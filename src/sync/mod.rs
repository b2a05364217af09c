// Copyright (c) 2025 Soumyadip Sarkar.
// All rights reserved.
//
// This source code is licensed under the license found in the
// LICENSE file in the root directory of this source tree.

//! Sync coordinator: debounced upload of the whole [`AppData`] document and
//! explicit download-and-apply. Remote state is authoritative on download;
//! uploads overwrite the remote row. There is no merge.

pub mod debounce;
pub mod remote;

use crate::book::{Book, CommitHook};
use crate::models::AppData;
use debounce::UploadWorker;
use remote::{AuthUser, CloudBackend, SignUpOutcome, SyncError};
use std::fmt;
use std::sync::{Arc, Mutex, MutexGuard};
use std::time::Duration;
use tracing::{debug, info, warn};

pub use debounce::{DEFAULT_QUIET_WINDOW, DebounceTimer, MAX_QUIET_WINDOW, SyncTrigger};

/// Decides what local state becomes after a download.
pub trait ReconcileStrategy: Send + Sync {
    fn reconcile(&self, local: &AppData, remote: AppData) -> AppData;
}

/// Last writer wins: the downloaded document replaces local state wholesale.
#[derive(Debug, Default, Clone, Copy)]
pub struct RemoteWins;

impl ReconcileStrategy for RemoteWins {
    fn reconcile(&self, _local: &AppData, remote: AppData) -> AppData {
        remote
    }
}

#[derive(Debug, Clone, PartialEq, Eq)]
pub enum SyncState {
    Unconfigured,
    SignedOut,
    SignedIn(AuthUser),
}

impl fmt::Display for SyncState {
    fn fmt(&self, f: &mut fmt::Formatter<'_>) -> fmt::Result {
        match self {
            SyncState::Unconfigured => f.write_str("unconfigured"),
            SyncState::SignedOut => f.write_str("configured, signed out"),
            SyncState::SignedIn(u) => match &u.email {
                Some(email) => write!(f, "signed in as {}", email),
                None => write!(f, "signed in as {}", u.id),
            },
        }
    }
}

#[derive(Debug, Clone, Copy, PartialEq, Eq)]
pub enum PullOutcome {
    /// Not configured or not signed in.
    Skipped,
    /// No remote document exists yet for this account.
    NothingToApply,
    Applied,
    Failed,
}

impl fmt::Display for PullOutcome {
    fn fmt(&self, f: &mut fmt::Formatter<'_>) -> fmt::Result {
        f.write_str(match self {
            PullOutcome::Skipped => "skipped (cloud not configured or not signed in)",
            PullOutcome::NothingToApply => "no cloud data yet",
            PullOutcome::Applied => "applied cloud data",
            PullOutcome::Failed => "failed (see log)",
        })
    }
}

type Identity = Arc<Mutex<Option<AuthUser>>>;

fn identity_guard(identity: &Identity) -> MutexGuard<'_, Option<AuthUser>> {
    identity.lock().unwrap_or_else(|e| e.into_inner())
}

pub struct SyncCoordinator {
    backend: Option<Arc<dyn CloudBackend>>,
    strategy: Box<dyn ReconcileStrategy>,
    identity: Identity,
    quiet_window: Duration,
    worker: Option<UploadWorker>,
}

impl SyncCoordinator {
    pub fn new(quiet_window: Duration) -> Self {
        Self {
            backend: None,
            strategy: Box::new(RemoteWins),
            identity: Arc::new(Mutex::new(None)),
            quiet_window,
            worker: None,
        }
    }

    pub fn with_strategy(mut self, strategy: Box<dyn ReconcileStrategy>) -> Self {
        self.strategy = strategy;
        self
    }

    pub fn quiet_window(&self) -> Duration {
        self.quiet_window
    }

    /// Connects a backend (Unconfigured -> SignedOut) and picks up any
    /// session it already carries (-> SignedIn). A pending upload goes to
    /// the previous backend first.
    pub fn attach(&mut self, backend: Arc<dyn CloudBackend>) {
        self.flush();
        self.detach();
        let worker_backend = Arc::clone(&backend);
        let identity = Arc::clone(&self.identity);
        let worker = UploadWorker::spawn(self.quiet_window, move |snapshot| {
            let user = identity_guard(&identity).clone();
            upload(worker_backend.as_ref(), user.as_ref(), snapshot);
        });
        match worker {
            Ok(w) => self.worker = Some(w),
            Err(err) => warn!(error = %err, "could not start sync worker, auto upload disabled"),
        }
        self.backend = Some(backend);
        self.refresh_state();
    }

    /// Back to Unconfigured. A pending upload is dropped.
    pub fn detach(&mut self) {
        self.worker = None;
        self.backend = None;
        *identity_guard(&self.identity) = None;
    }

    pub fn backend(&self) -> Option<&Arc<dyn CloudBackend>> {
        self.backend.as_ref()
    }

    pub fn state(&self) -> SyncState {
        if self.backend.is_none() {
            return SyncState::Unconfigured;
        }
        match identity_guard(&self.identity).clone() {
            Some(user) => SyncState::SignedIn(user),
            None => SyncState::SignedOut,
        }
    }

    pub fn is_signed_in(&self) -> bool {
        matches!(self.state(), SyncState::SignedIn(_))
    }

    /// Asks the backend who is signed in. Errors leave the coordinator signed out.
    pub fn refresh_state(&mut self) -> SyncState {
        let user = match &self.backend {
            None => None,
            Some(backend) => match backend.current_user() {
                Ok(user) => user,
                Err(err) => {
                    warn!(error = %err, "could not resolve current user");
                    None
                }
            },
        };
        *identity_guard(&self.identity) = user;
        self.state()
    }

    fn require_backend(&self) -> Result<&Arc<dyn CloudBackend>, SyncError> {
        self.backend.as_ref().ok_or(SyncError::NotConfigured)
    }

    pub fn register(&mut self, email: &str, password: &str) -> Result<SignUpOutcome, SyncError> {
        let outcome = self.require_backend()?.sign_up(email, password)?;
        if let SignUpOutcome::SignedIn(user) = &outcome {
            *identity_guard(&self.identity) = Some(user.clone());
        }
        Ok(outcome)
    }

    pub fn login(&mut self, email: &str, password: &str) -> Result<AuthUser, SyncError> {
        let user = self.require_backend()?.sign_in(email, password)?;
        *identity_guard(&self.identity) = Some(user.clone());
        Ok(user)
    }

    /// Signs out locally even when the remote call fails.
    pub fn logout(&mut self) -> Result<(), SyncError> {
        let res = match &self.backend {
            Some(backend) => backend.sign_out(),
            None => Ok(()),
        };
        *identity_guard(&self.identity) = None;
        res
    }

    /// Hook to install on the [`Book`] so every commit schedules an upload.
    pub fn commit_hook(&self) -> Option<Box<dyn CommitHook>> {
        self.worker
            .as_ref()
            .map(|w| Box::new(w.trigger()) as Box<dyn CommitHook>)
    }

    /// Uploads `snapshot` immediately, bypassing the debounce. Returns whether
    /// the remote row was written.
    pub fn push_now(&self, snapshot: &AppData) -> bool {
        let Some(backend) = &self.backend else {
            return false;
        };
        let user = identity_guard(&self.identity).clone();
        upload(backend.as_ref(), user.as_ref(), snapshot)
    }

    /// Sends any pending debounced upload now and waits for it.
    pub fn flush(&self) {
        if let Some(worker) = &self.worker {
            worker.flush();
        }
    }

    /// Downloads the remote document and, if present, replaces local state with it.
    pub fn pull(&self, book: &mut Book) -> PullOutcome {
        let Some(backend) = &self.backend else {
            return PullOutcome::Skipped;
        };
        let Some(user) = identity_guard(&self.identity).clone() else {
            return PullOutcome::Skipped;
        };
        match backend.fetch_document(&user.id) {
            Ok(None) => {
                debug!(user = %user.id, "no remote document yet");
                PullOutcome::NothingToApply
            }
            Ok(Some(remote)) => {
                let next = self.strategy.reconcile(book.store().data(), remote);
                book.restore_applied(next);
                info!(user = %user.id, "applied remote document");
                PullOutcome::Applied
            }
            Err(err) => {
                warn!(user = %user.id, error = %err, "download failed");
                PullOutcome::Failed
            }
        }
    }
}

fn upload(backend: &dyn CloudBackend, user: Option<&AuthUser>, snapshot: &AppData) -> bool {
    let Some(user) = user else {
        debug!("not signed in, skipping upload");
        return false;
    };
    match backend.upsert_document(&user.id, snapshot) {
        Ok(()) => {
            info!(user = %user.id, transactions = snapshot.transactions.len(), "uploaded snapshot");
            true
        }
        Err(err) => {
            warn!(user = %user.id, error = %err, "upload failed");
            false
        }
    }
}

_About this exercise_:
Copy each line of the preceding data that contains the string "SyncCoordinator".

_Exercise answer_:
pub struct SyncCoordinator {
impl SyncCoordinator {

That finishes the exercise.